Born on Dec. 9, 1922, in Cascade, Washington, Reiss interrupted his education at Marquette University to serve as a meteorologist with the U.S. Army Air Corps in World War II. He earned his Ph.D. in sociology at the University of Chicago, where he worked on studies on probation, juvenile delinquency and neighborhoods, and also taught at the school. He was promoted to assistant professor when he finished his doctorate in 1949. He later taught at Vanderbilt University, the University of Iowa, the University of Wisconsin and the University of Michigan.
Reiss served at Yale from 1970 until his retirement in 1993. At Yale, he published "The Police and the Public," his influential treatise on the social organization of police encounters with citizens, and became increasingly engaged in developing the field of criminology. He served as a senior adviser to a range of survey, experimental and observational research projects and helped re-design the National Crime Victimization Survey, the annual report on crime rates in the United States published by the Bureau of Justice Statistics. He also chaired the National Academy of Sciences committee on "Understanding and Preventing Violence" and co-edited its four-volume final report in 1993.

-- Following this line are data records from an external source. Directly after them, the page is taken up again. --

//! Wire shapes exchanged between a rendering surface / execution context
//! and the host. One canonical envelope covers every content mode.

use crate::error::CoreError;
use glasspane_ui::Props;
use serde::{Deserialize, Serialize};
use serde_json::Value;

/// Outbound request from rendered content to the host. `correlation_id`
/// is present only on calls expecting a response.
#[derive(Debug, Clone, PartialEq, Serialize, Deserialize)]
#[serde(tag = "kind", rename_all = "snake_case")]
pub enum ActionEnvelope {
    Invoke {
        operation: String,
        args: Value,
        correlation_id: u64,
    },
    SubmitText {
        text: String,
    },
    Notify {
        message: String,
    },
    Navigate {
        url: String,
    },
}

/// One serialized builder-API call, emitted by the execution context and
/// consumed by the reconciler in emission order.
#[derive(Debug, Clone, PartialEq, Serialize, Deserialize)]
#[serde(tag = "type", rename_all = "snake_case")]
pub enum Operation {
    Create {
        id: u64,
        kind: String,
        props: Props,
    },
    SetAttribute {
        id: u64,
        key: String,
        value: Value,
    },
    AppendChild {
        parent: u64,
        child: u64,
    },
    RemoveChild {
        parent: u64,
        child: u64,
    },
    SetText {
        id: u64,
        text: String,
    },
    AddEventListener {
        id: u64,
        event: String,
        handler_id: u64,
    },
    InvokeHost {
        operation: String,
        args: Value,
        correlation_id: u64,
    },
}

/// Host-to-context message. Carries handler ids and structured payloads
/// only, never executable code.
#[derive(Debug, Clone, PartialEq)]
pub enum InboundMessage {
    /// Resolution of an earlier `invoke`, matched by correlation id.
    CallResult {
        correlation_id: u64,
        result: Result<Value, CoreError>,
    },
    /// A native interaction routed through the event dispatch bridge.
    Event { handler_id: u64, payload: Value },
}

/// Result of submitting an envelope to the capability guard.
#[derive(Debug, Clone, PartialEq)]
pub enum SubmitOutcome {
    Accepted,
    /// Bad provenance or malformed shape: logged, never processed.
    Dropped,
    /// Checked and refused; the caller sees the reason.
    Rejected(CoreError),
}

The recipient of a number of international awards, Reiss was elected president of the American Society of Criminology in 1984 and of the International Society of Criminology in Paris in 1990, the first person to hold both of these offices. In 1996, the American Sociological Association named its Award for Distinguished Scholarship in Crime, Law and Deviance in his honor.
Reiss is survived by his wife, Emma Hutto Reiss; a daughter, Amy Susan Reiss of Portland, Oregon; two sons, Peter Clemens Reiss of Portola Valley, California, and Paul Wetherington Reiss of New Canaan, Connecticut; and seven grandchildren.
A memorial service was held on May 6. Contributions may be made to the American Sociological Association Reiss Award, c/o Sally Hinman, 1307 New York Ave. NW, Suite 700, Washington, D.C. 20005 or to the Yale University Art Gallery, 1111 Chapel St., New Haven, CT 06511.